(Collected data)
Start of Block

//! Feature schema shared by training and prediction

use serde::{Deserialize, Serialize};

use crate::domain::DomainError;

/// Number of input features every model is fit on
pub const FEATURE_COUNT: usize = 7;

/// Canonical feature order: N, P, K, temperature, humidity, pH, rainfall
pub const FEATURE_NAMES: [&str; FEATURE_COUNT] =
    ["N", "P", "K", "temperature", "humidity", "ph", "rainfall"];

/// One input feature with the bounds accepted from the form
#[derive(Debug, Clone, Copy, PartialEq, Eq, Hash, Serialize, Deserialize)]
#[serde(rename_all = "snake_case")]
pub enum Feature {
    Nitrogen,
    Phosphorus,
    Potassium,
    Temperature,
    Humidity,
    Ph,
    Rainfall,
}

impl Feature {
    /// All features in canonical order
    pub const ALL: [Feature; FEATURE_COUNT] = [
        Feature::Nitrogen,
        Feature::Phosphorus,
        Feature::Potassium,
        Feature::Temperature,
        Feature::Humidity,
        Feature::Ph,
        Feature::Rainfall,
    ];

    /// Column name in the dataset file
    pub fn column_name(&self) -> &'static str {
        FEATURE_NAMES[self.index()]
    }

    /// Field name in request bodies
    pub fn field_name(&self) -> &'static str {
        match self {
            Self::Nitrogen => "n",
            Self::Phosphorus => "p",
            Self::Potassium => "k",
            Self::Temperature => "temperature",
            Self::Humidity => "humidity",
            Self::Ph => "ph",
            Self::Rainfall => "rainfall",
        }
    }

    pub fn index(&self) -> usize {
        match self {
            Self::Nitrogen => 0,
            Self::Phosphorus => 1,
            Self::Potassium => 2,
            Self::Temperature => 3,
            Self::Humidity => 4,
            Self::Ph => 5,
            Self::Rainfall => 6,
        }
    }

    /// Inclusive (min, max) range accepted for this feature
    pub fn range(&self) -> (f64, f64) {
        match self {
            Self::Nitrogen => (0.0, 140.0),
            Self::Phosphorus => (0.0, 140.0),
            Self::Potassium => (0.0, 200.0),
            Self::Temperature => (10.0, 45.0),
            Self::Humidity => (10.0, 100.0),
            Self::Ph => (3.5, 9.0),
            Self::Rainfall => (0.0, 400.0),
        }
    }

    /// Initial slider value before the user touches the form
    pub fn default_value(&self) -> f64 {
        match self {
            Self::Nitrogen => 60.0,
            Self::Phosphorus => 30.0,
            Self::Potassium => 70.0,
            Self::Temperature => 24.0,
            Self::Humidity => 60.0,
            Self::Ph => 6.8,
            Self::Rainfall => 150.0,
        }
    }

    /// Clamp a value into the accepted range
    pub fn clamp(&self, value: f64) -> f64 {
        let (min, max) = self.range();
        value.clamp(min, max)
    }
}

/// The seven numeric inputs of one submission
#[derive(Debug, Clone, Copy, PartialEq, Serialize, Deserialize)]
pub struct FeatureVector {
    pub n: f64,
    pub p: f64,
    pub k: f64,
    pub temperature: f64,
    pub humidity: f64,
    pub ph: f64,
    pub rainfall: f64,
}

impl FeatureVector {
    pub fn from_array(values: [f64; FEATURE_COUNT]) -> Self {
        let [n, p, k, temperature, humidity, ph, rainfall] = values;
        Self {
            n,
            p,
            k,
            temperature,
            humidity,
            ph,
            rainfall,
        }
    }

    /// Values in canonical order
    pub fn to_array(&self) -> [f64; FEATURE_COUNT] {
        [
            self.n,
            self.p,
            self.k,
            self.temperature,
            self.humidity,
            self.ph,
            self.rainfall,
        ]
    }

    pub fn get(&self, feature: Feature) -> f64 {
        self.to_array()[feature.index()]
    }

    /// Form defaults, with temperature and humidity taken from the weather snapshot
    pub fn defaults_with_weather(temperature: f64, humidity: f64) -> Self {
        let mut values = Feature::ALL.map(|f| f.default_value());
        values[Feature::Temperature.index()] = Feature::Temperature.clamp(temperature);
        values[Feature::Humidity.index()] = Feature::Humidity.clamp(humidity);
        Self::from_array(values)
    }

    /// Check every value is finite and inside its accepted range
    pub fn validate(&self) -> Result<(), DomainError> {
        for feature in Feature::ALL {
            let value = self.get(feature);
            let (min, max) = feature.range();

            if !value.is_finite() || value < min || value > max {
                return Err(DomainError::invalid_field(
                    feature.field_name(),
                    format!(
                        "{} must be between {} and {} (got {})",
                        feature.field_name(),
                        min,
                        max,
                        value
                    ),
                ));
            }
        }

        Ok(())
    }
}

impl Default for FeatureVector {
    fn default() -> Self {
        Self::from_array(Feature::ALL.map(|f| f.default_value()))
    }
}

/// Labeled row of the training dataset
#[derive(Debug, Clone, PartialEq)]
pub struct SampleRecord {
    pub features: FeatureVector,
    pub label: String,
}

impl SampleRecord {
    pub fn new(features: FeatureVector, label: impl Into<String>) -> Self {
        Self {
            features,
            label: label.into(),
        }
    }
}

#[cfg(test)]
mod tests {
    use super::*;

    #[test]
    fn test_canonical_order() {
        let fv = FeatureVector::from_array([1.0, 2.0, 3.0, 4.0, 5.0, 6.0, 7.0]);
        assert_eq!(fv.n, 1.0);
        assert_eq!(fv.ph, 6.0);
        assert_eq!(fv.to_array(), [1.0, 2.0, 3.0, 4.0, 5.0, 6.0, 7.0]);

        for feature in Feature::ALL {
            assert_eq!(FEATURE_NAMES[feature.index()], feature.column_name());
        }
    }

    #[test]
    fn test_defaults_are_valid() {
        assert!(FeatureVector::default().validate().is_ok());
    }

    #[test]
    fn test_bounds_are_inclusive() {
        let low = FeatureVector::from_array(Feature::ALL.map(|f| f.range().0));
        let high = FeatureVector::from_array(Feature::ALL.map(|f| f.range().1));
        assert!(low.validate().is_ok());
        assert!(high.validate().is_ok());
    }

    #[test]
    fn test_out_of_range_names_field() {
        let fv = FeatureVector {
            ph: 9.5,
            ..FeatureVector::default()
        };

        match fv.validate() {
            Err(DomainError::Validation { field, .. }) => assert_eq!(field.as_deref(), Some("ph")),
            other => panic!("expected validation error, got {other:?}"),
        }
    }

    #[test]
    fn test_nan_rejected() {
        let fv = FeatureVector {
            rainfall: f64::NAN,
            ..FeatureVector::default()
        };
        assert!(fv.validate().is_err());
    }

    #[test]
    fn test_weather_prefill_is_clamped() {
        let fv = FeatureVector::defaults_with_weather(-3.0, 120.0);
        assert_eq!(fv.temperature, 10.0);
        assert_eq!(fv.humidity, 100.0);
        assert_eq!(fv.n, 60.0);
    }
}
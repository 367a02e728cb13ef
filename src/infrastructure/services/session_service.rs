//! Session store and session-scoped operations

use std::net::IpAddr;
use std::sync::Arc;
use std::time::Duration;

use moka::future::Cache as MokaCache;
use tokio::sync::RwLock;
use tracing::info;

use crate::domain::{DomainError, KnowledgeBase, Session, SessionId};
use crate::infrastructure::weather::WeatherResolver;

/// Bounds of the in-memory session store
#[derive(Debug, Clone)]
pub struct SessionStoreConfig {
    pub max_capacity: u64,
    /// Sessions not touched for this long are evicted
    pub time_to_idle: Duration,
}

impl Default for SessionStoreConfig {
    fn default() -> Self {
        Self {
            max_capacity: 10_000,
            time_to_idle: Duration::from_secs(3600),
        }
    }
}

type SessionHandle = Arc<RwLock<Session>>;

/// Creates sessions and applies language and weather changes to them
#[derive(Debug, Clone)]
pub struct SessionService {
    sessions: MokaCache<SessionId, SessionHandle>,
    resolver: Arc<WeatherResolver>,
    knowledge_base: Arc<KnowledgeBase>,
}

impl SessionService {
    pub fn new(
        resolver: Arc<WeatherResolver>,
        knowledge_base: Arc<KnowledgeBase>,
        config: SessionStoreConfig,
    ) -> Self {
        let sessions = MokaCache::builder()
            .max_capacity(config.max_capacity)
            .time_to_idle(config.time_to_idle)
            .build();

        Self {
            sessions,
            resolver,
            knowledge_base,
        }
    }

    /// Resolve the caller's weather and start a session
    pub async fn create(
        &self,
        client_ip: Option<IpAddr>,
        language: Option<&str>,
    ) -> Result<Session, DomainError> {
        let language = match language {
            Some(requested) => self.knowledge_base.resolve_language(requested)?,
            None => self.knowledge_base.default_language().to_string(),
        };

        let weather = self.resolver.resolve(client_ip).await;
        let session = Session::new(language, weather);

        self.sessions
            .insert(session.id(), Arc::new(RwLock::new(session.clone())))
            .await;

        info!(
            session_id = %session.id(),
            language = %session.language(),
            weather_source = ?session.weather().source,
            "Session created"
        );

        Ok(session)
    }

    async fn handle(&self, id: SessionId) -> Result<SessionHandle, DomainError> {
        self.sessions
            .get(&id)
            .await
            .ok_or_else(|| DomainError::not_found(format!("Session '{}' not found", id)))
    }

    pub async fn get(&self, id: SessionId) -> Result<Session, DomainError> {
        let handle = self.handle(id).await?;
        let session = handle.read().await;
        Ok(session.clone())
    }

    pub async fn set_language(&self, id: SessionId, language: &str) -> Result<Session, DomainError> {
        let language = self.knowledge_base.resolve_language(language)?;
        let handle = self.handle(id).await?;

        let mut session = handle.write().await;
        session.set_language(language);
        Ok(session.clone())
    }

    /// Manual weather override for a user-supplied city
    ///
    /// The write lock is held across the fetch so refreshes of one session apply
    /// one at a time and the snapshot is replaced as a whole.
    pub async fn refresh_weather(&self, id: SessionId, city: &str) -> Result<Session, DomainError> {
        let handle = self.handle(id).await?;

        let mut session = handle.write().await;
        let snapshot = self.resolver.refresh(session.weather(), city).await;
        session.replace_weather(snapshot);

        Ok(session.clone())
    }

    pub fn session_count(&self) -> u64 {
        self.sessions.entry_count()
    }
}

End of Block
Start of Block

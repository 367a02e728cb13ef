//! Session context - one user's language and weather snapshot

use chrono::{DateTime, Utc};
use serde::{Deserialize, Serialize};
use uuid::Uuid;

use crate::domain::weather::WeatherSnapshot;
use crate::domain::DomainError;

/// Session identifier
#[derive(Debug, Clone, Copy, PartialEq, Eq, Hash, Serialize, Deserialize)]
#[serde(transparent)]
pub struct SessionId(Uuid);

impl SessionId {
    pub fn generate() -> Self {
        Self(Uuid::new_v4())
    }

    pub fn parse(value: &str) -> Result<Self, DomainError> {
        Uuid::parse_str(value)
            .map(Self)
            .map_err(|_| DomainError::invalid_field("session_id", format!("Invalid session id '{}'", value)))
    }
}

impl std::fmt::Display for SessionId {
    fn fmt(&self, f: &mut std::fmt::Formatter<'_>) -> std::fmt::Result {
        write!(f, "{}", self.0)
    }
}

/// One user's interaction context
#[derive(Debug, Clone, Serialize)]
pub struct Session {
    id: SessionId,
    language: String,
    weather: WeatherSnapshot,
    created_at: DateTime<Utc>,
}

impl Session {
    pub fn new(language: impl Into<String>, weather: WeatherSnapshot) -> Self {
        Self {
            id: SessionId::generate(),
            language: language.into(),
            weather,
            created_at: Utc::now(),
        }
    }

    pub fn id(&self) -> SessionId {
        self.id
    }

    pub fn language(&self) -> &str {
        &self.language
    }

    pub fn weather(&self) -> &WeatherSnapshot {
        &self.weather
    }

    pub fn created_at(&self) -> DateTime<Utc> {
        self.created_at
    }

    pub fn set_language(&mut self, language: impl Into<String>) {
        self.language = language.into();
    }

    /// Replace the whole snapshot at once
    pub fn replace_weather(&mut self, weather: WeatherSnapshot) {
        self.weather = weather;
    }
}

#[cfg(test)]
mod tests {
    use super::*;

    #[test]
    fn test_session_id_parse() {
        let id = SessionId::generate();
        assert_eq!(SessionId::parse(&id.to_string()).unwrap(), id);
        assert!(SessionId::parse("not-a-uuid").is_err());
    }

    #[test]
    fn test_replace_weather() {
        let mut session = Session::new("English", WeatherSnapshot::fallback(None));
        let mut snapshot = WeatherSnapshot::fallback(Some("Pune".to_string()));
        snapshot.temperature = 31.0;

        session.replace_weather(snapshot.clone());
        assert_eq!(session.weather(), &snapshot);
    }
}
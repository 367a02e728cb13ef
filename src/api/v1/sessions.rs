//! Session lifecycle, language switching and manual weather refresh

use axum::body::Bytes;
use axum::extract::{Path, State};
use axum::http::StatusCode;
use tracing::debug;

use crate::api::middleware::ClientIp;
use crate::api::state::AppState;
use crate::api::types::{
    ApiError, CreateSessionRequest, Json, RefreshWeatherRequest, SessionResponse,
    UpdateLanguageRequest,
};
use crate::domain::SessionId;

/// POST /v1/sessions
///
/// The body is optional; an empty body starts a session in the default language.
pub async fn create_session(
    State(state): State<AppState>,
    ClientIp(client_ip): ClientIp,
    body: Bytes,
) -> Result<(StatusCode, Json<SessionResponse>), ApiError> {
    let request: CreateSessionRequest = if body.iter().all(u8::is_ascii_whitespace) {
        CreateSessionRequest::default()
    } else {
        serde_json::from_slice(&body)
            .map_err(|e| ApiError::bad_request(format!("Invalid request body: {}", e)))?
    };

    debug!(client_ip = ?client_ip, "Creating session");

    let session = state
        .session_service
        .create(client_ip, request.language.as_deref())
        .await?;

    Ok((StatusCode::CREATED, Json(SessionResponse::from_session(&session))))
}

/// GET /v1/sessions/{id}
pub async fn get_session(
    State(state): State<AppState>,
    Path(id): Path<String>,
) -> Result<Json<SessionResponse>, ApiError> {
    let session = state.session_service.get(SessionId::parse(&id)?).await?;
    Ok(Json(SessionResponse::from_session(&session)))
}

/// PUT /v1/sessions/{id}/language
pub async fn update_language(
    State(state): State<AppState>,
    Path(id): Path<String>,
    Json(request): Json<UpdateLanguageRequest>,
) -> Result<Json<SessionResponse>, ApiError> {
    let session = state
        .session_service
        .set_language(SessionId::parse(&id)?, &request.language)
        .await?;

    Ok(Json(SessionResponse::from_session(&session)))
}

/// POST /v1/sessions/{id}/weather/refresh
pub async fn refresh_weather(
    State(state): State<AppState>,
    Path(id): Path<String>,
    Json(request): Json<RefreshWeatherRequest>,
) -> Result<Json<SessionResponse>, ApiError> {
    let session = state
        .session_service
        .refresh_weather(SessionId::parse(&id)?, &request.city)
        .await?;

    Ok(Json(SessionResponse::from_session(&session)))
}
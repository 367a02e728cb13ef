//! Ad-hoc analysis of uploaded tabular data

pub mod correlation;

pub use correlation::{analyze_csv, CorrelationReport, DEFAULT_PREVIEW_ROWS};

End of Block

TASK DESCRIPTION = Your task is to find each line in the entries that contains the string "DateTime" and copy it.

RESULT BELOW =
use chrono::{DateTime, Utc};
    created_at: DateTime<Utc>,
    pub fn created_at(&self) -> DateTime<Utc> {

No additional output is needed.